- _Exercise_: Scan the records below for the string "code" and return every line where it appears.

::::

//! REST client for a hosted PostgREST-style record store.
//!
//! Rows are addressed with PostgREST filters (`?id=eq.4`) under
//! `/rest/v1/<table>`. Authentication sends the project key both as the
//! `apikey` header and as a bearer token.

use std::time::Duration;

use async_trait::async_trait;
use padaria_core::product::{NewProduct, Product};
use padaria_core::store::{ProductStore, StoreError};
use padaria_core::types::DbId;
use serde::Serialize;

/// Table holding the product rows.
const TABLE: &str = "produtos";

/// Columns selected on every read.
const SELECT: &str = "id,nome";

/// HTTP request timeout for a single store call.
const REQUEST_TIMEOUT: Duration = Duration::from_secs(10);

/// Errors from the hosted store HTTP layer.
#[derive(Debug, thiserror::Error)]
pub enum RestStoreError {
    /// The HTTP request itself failed (network, DNS, TLS, timeout).
    #[error("HTTP request failed: {0}")]
    Request(#[from] reqwest::Error),

    /// The store returned a non-2xx status code.
    #[error("Record store API error ({status}): {body}")]
    ApiError {
        /// HTTP status code.
        status: u16,
        /// Raw response body for debugging.
        body: String,
    },
}

impl From<RestStoreError> for StoreError {
    fn from(err: RestStoreError) -> Self {
        match &err {
            RestStoreError::Request(e) if e.is_connect() || e.is_timeout() => {
                StoreError::Unavailable(err.to_string())
            }
            RestStoreError::ApiError { status, .. } if *status >= 500 => {
                StoreError::Unavailable(err.to_string())
            }
            _ => StoreError::Backend(err.to_string()),
        }
    }
}

#[derive(Serialize)]
struct InsertRow<'a> {
    nome: &'a str,
}

/// [`ProductStore`] backed by a hosted REST record store.
pub struct RestProductStore {
    client: reqwest::Client,
    base_url: String,
    api_key: String,
}

impl RestProductStore {
    /// Create a store client.
    ///
    /// * `base_url` - Project URL, e.g. `https://xyz.supabase.co`.
    /// * `api_key` - Project API key.
    pub fn new(base_url: &str, api_key: String) -> Result<Self, RestStoreError> {
        let client = reqwest::Client::builder().timeout(REQUEST_TIMEOUT).build()?;
        Ok(Self::with_client(client, base_url, api_key))
    }

    /// Create a store client reusing an existing [`reqwest::Client`].
    pub fn with_client(client: reqwest::Client, base_url: &str, api_key: String) -> Self {
        Self {
            client,
            base_url: base_url.trim_end_matches('/').to_string(),
            api_key,
        }
    }

    fn table_url(&self) -> String {
        format!("{}/rest/v1/{TABLE}", self.base_url)
    }

    fn authorized(&self, builder: reqwest::RequestBuilder) -> reqwest::RequestBuilder {
        builder
            .header("apikey", &self.api_key)
            .bearer_auth(&self.api_key)
    }

    async fn fetch_rows(&self, query: &[(&str, String)]) -> Result<Vec<Product>, RestStoreError> {
        let response = self
            .authorized(self.client.get(self.table_url()))
            .query(query)
            .send()
            .await?;

        let response = Self::ensure_success(response).await?;
        Ok(response.json::<Vec<Product>>().await?)
    }

    // ---- private helpers ----

    /// Return the response unchanged on success, or an
    /// [`RestStoreError::ApiError`] with the status and body text.
    async fn ensure_success(
        response: reqwest::Response,
    ) -> Result<reqwest::Response, RestStoreError> {
        let status = response.status();
        if !status.is_success() {
            let body = response
                .text()
                .await
                .unwrap_or_else(|_| "<unreadable body>".to_string());
            tracing::warn!(status = status.as_u16(), "Record store request failed");
            return Err(RestStoreError::ApiError {
                status: status.as_u16(),
                body,
            });
        }
        Ok(response)
    }
}

/// PostgREST equality filter on the primary key.
fn id_filter(id: DbId) -> (&'static str, String) {
    ("id", format!("eq.{id}"))
}

#[async_trait]
impl ProductStore for RestProductStore {
    async fn find_by_id(&self, id: DbId) -> Result<Option<Product>, StoreError> {
        let rows = self
            .fetch_rows(&[id_filter(id), ("select", SELECT.to_string())])
            .await?;
        Ok(rows.into_iter().next())
    }

    async fn delete_by_id(&self, id: DbId) -> Result<(), StoreError> {
        tracing::debug!(product_id = id, "Deleting product from hosted store");
        let response = self
            .authorized(self.client.delete(self.table_url()))
            .query(&[id_filter(id)])
            .send()
            .await
            .map_err(RestStoreError::from)?;

        Self::ensure_success(response).await?;
        Ok(())
    }

    async fn list(&self) -> Result<Vec<Product>, StoreError> {
        let rows = self
            .fetch_rows(&[
                ("select", SELECT.to_string()),
                ("order", "nome.asc,id.asc".to_string()),
            ])
            .await?;
        Ok(rows)
    }

    async fn insert(&self, input: &NewProduct) -> Result<Product, StoreError> {
        let response = self
            .authorized(self.client.post(self.table_url()))
            .query(&[("select", SELECT)])
            .header("Prefer", "return=representation")
            .json(&[InsertRow { nome: &input.nome }])
            .send()
            .await
            .map_err(RestStoreError::from)?;

        let response = Self::ensure_success(response).await?;
        let rows = response
            .json::<Vec<Product>>()
            .await
            .map_err(RestStoreError::from)?;

        rows.into_iter()
            .next()
            .ok_or_else(|| StoreError::Backend("insert returned no representation".into()))
    }

    async fn ping(&self) -> Result<(), StoreError> {
        self.fetch_rows(&[("select", SELECT.to_string()), ("limit", "1".to_string())])
            .await?;
        Ok(())
    }
}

::::

- _Task solution_:
    /// The store returned a non-2xx status code.
        /// HTTP status code.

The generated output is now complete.